PROVIDED INFORMATION
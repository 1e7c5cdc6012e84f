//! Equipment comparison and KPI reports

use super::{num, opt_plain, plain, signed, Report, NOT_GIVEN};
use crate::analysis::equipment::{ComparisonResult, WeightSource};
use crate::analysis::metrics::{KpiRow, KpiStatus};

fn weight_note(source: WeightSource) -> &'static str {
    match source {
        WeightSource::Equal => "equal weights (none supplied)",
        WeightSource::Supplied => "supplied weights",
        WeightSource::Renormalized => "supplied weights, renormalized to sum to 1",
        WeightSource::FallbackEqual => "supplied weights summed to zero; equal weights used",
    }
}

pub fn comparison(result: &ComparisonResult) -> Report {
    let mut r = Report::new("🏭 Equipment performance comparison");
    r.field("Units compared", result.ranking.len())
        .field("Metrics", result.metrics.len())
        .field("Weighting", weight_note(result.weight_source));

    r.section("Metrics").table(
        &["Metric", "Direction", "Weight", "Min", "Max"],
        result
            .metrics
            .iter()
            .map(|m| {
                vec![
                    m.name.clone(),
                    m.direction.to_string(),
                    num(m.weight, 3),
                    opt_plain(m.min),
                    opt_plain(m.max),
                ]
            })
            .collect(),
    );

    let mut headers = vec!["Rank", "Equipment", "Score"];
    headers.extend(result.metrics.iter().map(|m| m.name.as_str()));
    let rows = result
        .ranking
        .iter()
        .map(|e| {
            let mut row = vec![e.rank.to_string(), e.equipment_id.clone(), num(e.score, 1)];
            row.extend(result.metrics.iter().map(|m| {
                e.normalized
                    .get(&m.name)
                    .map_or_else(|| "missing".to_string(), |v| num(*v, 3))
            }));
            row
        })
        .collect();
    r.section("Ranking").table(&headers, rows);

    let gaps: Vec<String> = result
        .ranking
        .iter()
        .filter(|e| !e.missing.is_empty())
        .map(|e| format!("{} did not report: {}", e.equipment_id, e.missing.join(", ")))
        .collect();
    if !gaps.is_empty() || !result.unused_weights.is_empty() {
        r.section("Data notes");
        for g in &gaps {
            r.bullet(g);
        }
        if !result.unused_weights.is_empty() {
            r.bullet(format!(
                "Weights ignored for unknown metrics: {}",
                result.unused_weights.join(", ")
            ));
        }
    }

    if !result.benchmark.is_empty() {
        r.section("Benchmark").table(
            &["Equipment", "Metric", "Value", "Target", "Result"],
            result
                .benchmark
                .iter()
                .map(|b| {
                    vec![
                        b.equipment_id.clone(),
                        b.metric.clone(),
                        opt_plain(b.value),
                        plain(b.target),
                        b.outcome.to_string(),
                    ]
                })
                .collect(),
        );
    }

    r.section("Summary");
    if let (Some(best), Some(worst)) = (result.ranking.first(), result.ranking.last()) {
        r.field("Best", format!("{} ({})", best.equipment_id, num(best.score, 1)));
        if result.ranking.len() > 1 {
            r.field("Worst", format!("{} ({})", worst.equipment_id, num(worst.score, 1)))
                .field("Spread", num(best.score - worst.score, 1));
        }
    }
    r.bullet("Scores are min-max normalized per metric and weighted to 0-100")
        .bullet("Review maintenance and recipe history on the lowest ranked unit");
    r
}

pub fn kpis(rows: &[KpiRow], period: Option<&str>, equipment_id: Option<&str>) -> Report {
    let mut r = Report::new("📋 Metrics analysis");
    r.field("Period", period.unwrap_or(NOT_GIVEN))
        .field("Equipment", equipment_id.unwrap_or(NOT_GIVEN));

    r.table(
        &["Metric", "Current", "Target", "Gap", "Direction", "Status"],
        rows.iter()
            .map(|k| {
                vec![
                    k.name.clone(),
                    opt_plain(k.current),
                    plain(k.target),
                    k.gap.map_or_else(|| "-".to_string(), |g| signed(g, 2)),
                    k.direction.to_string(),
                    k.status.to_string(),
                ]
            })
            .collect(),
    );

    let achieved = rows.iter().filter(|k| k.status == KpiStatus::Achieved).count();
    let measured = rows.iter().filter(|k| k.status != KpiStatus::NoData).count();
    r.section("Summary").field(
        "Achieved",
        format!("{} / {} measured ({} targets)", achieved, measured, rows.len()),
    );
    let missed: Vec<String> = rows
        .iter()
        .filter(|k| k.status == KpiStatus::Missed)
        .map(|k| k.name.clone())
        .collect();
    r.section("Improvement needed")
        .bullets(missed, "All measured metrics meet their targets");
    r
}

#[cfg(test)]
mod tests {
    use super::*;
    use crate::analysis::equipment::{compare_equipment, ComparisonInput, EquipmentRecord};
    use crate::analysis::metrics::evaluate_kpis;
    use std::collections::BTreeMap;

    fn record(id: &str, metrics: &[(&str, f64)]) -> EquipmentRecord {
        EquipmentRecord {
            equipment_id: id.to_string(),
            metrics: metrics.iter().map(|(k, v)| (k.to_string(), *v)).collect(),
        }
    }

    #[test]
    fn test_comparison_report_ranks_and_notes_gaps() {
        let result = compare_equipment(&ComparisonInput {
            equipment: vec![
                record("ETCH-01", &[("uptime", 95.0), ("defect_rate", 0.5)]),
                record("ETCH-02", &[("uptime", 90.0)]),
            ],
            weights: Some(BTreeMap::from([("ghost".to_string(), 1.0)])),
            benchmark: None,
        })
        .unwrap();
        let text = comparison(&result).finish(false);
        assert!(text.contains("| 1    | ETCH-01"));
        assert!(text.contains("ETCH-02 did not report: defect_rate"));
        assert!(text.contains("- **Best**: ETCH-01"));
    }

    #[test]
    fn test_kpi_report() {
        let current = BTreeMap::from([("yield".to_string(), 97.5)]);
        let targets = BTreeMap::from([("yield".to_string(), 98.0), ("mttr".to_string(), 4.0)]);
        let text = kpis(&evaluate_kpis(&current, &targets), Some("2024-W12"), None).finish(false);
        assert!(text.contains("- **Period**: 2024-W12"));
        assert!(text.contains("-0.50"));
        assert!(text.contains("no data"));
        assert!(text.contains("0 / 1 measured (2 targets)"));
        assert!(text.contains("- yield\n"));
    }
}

TASK REQUIREMENTS
Only the lines from the beginning of the material to the line containing "weights, renormalized to" should be echoed, verbatim and in full.

OUTPUT FOR THIS EXERCISE
repository 1e7c5cdc6012e84f
//! Equipment comparison and KPI reports

use super::{num, opt_plain, plain, signed, Report, NOT_GIVEN};
use crate::analysis::equipment::{ComparisonResult, WeightSource};
use crate::analysis::metrics::{KpiRow, KpiStatus};

fn weight_note(source: WeightSource) -> &'static str {
    match source {
        WeightSource::Equal => "equal weights (none supplied)",
        WeightSource::Supplied => "supplied weights",
        WeightSource::Renormalized => "supplied weights, renormalized to sum to 1",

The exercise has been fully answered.